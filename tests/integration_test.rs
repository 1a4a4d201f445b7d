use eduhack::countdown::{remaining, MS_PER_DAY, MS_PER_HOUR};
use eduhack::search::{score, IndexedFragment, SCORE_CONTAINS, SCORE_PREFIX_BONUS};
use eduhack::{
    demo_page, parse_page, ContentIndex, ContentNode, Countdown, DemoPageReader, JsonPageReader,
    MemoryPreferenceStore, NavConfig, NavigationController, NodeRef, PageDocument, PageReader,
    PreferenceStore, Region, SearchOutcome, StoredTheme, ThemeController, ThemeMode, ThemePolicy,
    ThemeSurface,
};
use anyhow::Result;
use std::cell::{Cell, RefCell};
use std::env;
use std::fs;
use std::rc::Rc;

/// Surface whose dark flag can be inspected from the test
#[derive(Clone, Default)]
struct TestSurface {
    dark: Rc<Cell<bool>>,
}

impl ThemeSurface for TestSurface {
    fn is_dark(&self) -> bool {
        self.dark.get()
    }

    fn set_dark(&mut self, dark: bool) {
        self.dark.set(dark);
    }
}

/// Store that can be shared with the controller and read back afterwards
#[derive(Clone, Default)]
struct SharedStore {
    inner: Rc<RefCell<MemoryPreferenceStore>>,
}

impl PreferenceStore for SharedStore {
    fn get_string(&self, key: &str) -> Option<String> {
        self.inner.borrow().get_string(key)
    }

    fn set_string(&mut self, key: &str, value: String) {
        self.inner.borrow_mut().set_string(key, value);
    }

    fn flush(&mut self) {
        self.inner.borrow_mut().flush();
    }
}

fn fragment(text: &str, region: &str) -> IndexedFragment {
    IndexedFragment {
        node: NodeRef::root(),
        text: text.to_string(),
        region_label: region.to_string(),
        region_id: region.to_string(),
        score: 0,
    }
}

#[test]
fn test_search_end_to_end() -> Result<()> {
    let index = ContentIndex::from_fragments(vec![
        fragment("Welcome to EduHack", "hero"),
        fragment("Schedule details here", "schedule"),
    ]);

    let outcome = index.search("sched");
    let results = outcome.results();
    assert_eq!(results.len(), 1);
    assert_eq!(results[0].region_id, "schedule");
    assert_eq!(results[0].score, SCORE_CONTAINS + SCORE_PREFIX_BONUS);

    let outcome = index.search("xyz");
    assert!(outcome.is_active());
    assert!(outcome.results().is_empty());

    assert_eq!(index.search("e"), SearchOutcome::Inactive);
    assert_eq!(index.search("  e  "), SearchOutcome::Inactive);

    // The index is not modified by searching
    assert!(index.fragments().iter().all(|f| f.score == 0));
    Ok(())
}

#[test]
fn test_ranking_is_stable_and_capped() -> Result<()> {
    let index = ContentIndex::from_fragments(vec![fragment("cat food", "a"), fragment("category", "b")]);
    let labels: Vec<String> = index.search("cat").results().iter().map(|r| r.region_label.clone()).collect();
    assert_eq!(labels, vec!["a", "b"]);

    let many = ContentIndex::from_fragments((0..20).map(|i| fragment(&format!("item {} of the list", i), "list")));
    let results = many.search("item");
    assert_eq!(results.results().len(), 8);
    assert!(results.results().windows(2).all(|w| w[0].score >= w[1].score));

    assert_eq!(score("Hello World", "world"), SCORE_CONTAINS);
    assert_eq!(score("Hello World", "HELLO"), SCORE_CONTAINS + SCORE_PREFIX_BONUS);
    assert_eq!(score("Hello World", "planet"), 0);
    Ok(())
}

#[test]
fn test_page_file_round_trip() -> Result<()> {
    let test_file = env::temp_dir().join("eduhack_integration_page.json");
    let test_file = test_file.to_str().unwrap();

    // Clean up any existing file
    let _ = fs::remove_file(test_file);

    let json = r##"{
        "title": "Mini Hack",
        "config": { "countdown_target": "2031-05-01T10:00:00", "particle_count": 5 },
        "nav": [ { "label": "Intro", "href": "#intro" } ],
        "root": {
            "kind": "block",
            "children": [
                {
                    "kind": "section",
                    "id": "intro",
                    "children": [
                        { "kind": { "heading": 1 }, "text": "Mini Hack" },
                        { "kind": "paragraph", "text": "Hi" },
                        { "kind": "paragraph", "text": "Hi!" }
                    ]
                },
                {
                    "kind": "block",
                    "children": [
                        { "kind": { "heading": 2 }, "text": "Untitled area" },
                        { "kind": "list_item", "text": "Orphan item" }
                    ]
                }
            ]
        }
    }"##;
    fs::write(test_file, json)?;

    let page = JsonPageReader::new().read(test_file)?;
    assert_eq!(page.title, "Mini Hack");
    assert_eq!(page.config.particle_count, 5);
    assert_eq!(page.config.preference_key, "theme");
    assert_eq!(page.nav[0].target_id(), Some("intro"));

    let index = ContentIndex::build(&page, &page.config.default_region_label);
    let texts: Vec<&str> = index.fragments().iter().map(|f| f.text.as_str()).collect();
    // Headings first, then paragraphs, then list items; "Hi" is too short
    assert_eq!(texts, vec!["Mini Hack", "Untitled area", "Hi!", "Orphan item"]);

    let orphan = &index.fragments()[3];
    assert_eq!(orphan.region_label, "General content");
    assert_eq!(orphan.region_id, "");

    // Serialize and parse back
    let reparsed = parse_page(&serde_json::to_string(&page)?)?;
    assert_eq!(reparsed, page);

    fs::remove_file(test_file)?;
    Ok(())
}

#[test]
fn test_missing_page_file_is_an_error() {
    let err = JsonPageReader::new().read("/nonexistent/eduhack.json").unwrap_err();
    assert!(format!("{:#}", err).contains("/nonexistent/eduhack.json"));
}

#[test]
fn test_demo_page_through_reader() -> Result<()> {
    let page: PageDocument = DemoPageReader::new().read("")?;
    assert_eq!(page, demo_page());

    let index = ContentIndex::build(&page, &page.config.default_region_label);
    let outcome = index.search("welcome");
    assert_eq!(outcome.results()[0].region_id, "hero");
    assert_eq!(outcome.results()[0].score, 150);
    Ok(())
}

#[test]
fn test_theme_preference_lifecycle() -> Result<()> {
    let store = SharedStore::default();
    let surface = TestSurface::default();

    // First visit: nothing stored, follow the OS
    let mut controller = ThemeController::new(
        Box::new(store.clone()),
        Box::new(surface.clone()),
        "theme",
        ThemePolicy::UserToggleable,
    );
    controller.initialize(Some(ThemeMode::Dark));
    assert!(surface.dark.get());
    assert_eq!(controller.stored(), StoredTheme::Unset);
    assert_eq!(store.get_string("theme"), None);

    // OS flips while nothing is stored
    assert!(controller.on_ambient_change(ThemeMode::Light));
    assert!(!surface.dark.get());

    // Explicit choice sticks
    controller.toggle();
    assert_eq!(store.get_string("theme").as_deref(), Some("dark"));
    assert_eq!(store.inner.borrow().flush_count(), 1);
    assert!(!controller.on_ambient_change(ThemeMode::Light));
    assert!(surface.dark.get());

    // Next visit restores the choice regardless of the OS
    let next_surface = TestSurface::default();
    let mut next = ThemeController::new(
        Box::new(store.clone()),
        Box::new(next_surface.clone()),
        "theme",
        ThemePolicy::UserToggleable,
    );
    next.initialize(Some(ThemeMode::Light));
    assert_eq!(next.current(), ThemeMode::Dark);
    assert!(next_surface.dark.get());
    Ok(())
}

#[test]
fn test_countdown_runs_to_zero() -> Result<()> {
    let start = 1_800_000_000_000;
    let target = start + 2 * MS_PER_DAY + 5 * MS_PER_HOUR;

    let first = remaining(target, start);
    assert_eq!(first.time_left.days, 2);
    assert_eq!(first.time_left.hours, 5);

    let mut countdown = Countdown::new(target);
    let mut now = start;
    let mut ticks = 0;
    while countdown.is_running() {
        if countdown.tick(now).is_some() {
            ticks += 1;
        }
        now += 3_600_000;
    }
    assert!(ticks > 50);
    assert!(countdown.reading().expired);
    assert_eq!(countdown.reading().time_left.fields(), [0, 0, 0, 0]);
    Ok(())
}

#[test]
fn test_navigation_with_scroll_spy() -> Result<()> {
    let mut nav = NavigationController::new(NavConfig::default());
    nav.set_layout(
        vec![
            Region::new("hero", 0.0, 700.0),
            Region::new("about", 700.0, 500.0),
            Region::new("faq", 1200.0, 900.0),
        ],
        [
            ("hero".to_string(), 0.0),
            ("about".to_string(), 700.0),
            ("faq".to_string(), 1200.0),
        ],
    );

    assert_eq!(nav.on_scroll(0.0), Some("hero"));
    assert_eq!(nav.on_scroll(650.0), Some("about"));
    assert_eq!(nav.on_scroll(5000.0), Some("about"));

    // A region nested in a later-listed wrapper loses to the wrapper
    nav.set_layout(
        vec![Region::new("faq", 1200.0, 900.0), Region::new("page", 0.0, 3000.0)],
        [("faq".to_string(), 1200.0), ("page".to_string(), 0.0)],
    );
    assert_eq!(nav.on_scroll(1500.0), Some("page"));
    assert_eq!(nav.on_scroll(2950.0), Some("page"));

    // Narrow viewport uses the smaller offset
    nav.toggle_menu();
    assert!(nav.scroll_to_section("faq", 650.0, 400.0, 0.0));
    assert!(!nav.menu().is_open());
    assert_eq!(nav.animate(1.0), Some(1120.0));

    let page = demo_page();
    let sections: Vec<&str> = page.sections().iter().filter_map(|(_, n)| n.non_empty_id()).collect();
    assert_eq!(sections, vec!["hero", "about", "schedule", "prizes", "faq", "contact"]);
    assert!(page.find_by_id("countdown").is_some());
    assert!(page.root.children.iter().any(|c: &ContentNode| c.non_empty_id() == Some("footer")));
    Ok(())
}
******
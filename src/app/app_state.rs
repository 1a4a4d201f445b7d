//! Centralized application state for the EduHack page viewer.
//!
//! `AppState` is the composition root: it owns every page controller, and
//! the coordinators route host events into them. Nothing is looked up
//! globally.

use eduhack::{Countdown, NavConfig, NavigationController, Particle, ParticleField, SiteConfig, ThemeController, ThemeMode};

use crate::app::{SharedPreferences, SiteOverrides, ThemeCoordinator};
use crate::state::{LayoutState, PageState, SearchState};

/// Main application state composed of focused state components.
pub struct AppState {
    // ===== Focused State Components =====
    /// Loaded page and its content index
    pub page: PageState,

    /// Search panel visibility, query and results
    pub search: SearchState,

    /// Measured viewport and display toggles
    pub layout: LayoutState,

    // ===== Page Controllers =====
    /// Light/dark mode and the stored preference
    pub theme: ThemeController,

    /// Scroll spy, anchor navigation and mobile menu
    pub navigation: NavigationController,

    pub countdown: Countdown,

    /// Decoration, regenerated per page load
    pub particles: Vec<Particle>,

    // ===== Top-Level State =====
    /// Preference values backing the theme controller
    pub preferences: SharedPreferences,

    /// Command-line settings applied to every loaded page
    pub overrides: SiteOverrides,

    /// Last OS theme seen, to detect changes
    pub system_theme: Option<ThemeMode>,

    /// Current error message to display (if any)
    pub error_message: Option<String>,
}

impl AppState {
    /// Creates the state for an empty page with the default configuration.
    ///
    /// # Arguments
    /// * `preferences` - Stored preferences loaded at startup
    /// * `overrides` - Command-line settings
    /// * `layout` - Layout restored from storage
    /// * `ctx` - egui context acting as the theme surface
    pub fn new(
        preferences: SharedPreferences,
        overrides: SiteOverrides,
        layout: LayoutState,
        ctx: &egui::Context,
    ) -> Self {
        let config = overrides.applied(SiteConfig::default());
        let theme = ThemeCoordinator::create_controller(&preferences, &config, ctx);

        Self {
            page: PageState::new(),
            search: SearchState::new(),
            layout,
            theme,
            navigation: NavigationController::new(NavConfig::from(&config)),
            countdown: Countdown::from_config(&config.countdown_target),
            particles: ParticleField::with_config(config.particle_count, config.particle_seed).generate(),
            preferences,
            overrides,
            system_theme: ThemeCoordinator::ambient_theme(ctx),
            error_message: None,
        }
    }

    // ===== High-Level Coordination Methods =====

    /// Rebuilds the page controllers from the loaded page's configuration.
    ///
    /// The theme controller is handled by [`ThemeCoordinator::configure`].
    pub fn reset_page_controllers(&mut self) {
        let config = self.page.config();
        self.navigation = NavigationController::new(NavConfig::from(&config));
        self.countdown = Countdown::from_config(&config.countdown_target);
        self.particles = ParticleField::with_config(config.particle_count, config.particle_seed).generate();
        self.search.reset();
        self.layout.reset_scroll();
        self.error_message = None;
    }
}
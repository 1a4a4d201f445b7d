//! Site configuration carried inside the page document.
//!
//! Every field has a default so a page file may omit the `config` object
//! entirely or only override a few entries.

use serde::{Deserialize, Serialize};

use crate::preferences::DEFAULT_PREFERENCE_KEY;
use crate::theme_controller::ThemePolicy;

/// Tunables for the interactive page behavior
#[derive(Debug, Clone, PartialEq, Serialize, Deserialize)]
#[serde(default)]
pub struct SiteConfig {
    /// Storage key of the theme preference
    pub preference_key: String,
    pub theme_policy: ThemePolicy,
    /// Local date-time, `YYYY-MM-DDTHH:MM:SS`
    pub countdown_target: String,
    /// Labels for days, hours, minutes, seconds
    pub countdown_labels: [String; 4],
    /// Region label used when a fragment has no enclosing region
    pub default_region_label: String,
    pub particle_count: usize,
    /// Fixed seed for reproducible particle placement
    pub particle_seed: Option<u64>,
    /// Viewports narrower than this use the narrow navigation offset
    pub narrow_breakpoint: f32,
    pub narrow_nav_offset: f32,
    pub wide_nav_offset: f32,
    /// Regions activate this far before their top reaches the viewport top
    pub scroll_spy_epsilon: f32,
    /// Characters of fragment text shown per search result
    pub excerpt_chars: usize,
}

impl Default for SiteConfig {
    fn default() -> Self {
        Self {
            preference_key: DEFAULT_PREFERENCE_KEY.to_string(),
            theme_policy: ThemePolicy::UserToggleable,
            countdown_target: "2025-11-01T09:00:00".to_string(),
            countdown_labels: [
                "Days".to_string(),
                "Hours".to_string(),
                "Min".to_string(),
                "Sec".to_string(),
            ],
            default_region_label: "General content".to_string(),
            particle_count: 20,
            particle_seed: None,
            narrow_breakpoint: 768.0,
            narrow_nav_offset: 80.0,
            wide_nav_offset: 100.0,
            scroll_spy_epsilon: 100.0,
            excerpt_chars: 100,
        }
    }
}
******
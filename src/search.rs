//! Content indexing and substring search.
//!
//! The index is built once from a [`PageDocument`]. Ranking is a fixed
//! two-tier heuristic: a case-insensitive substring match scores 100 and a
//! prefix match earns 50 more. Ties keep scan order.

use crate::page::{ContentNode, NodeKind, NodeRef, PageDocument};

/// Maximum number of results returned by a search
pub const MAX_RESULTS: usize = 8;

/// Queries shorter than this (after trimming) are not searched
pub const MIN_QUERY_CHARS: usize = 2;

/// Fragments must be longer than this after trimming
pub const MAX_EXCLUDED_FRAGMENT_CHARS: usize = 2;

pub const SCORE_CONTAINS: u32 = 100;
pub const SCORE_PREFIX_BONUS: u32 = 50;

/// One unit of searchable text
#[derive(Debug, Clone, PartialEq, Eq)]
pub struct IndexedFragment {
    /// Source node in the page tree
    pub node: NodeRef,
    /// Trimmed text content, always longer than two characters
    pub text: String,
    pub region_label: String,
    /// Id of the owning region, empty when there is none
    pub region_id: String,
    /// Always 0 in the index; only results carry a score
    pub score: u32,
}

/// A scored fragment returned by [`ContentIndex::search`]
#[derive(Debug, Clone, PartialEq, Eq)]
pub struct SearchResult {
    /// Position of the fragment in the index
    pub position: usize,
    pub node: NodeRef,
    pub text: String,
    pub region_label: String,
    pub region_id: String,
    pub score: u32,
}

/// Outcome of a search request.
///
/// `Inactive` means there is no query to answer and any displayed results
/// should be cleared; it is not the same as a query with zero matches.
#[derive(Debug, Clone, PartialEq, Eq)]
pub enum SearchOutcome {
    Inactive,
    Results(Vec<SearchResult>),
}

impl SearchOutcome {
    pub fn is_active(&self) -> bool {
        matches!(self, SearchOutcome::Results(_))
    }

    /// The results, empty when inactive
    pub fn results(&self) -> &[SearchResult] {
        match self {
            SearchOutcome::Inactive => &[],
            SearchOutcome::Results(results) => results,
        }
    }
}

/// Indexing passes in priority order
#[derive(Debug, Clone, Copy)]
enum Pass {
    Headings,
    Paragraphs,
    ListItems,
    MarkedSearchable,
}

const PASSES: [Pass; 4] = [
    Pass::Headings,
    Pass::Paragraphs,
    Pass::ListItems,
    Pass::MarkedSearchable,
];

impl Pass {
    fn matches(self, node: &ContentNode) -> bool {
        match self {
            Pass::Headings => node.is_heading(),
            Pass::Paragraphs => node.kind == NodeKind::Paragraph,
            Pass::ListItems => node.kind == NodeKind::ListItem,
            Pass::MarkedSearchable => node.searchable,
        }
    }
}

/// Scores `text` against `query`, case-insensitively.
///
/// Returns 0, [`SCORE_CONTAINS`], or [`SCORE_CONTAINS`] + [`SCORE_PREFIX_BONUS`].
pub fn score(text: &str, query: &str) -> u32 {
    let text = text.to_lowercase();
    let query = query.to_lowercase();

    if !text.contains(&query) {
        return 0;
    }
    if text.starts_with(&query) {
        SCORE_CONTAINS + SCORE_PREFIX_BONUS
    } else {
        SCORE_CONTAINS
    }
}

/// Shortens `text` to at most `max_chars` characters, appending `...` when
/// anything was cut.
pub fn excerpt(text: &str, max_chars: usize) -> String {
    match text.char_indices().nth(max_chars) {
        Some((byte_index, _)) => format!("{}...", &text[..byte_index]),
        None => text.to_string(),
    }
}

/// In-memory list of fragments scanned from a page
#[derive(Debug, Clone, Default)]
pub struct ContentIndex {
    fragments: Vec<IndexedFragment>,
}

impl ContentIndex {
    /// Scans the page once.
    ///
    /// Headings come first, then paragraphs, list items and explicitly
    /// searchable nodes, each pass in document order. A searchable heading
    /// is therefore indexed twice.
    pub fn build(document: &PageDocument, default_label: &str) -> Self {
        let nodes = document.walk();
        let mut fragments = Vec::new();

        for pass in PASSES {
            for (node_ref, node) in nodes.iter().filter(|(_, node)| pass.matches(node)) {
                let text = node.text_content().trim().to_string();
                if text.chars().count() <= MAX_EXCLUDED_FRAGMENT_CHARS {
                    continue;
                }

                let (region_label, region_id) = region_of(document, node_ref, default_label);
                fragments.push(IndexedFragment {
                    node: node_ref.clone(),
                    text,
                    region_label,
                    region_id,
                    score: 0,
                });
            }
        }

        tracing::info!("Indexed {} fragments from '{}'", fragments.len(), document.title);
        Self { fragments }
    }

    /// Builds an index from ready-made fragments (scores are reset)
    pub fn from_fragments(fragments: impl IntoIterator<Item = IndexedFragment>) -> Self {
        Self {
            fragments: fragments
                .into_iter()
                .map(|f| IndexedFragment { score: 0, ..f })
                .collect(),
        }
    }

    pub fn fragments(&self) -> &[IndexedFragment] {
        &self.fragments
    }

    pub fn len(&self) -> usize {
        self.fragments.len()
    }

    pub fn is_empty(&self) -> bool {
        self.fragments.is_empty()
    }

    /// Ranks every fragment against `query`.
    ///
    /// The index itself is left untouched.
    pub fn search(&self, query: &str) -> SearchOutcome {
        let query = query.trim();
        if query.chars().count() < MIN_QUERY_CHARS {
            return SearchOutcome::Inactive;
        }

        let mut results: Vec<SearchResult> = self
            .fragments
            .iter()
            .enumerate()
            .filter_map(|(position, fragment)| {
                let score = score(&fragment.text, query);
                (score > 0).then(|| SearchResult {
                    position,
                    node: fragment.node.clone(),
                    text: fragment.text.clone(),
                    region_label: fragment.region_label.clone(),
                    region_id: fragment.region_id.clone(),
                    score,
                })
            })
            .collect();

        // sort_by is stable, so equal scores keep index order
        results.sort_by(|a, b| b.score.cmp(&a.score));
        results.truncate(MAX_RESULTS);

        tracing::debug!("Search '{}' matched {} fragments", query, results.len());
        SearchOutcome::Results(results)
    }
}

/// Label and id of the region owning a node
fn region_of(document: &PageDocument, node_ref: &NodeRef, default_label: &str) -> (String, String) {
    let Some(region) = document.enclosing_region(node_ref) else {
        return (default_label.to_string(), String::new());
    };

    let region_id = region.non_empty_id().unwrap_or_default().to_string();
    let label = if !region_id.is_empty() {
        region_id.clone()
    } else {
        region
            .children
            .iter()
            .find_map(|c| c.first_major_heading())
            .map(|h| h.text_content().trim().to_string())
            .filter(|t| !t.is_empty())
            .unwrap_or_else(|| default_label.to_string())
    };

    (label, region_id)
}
******
Looking at the data above, write out exactly the lines that start at the one containing "self.fragments.len()" and end at the one containing "pub fn search(&self, query: &str)"; include both and nothing beyond.

        self.fragments.len()
    }

    pub fn is_empty(&self) -> bool {
        self.fragments.is_empty()
    }

    /// Ranks every fragment against `query`.
    ///
    /// The index itself is left untouched.
    pub fn search(&self, query: &str) -> SearchOutcome {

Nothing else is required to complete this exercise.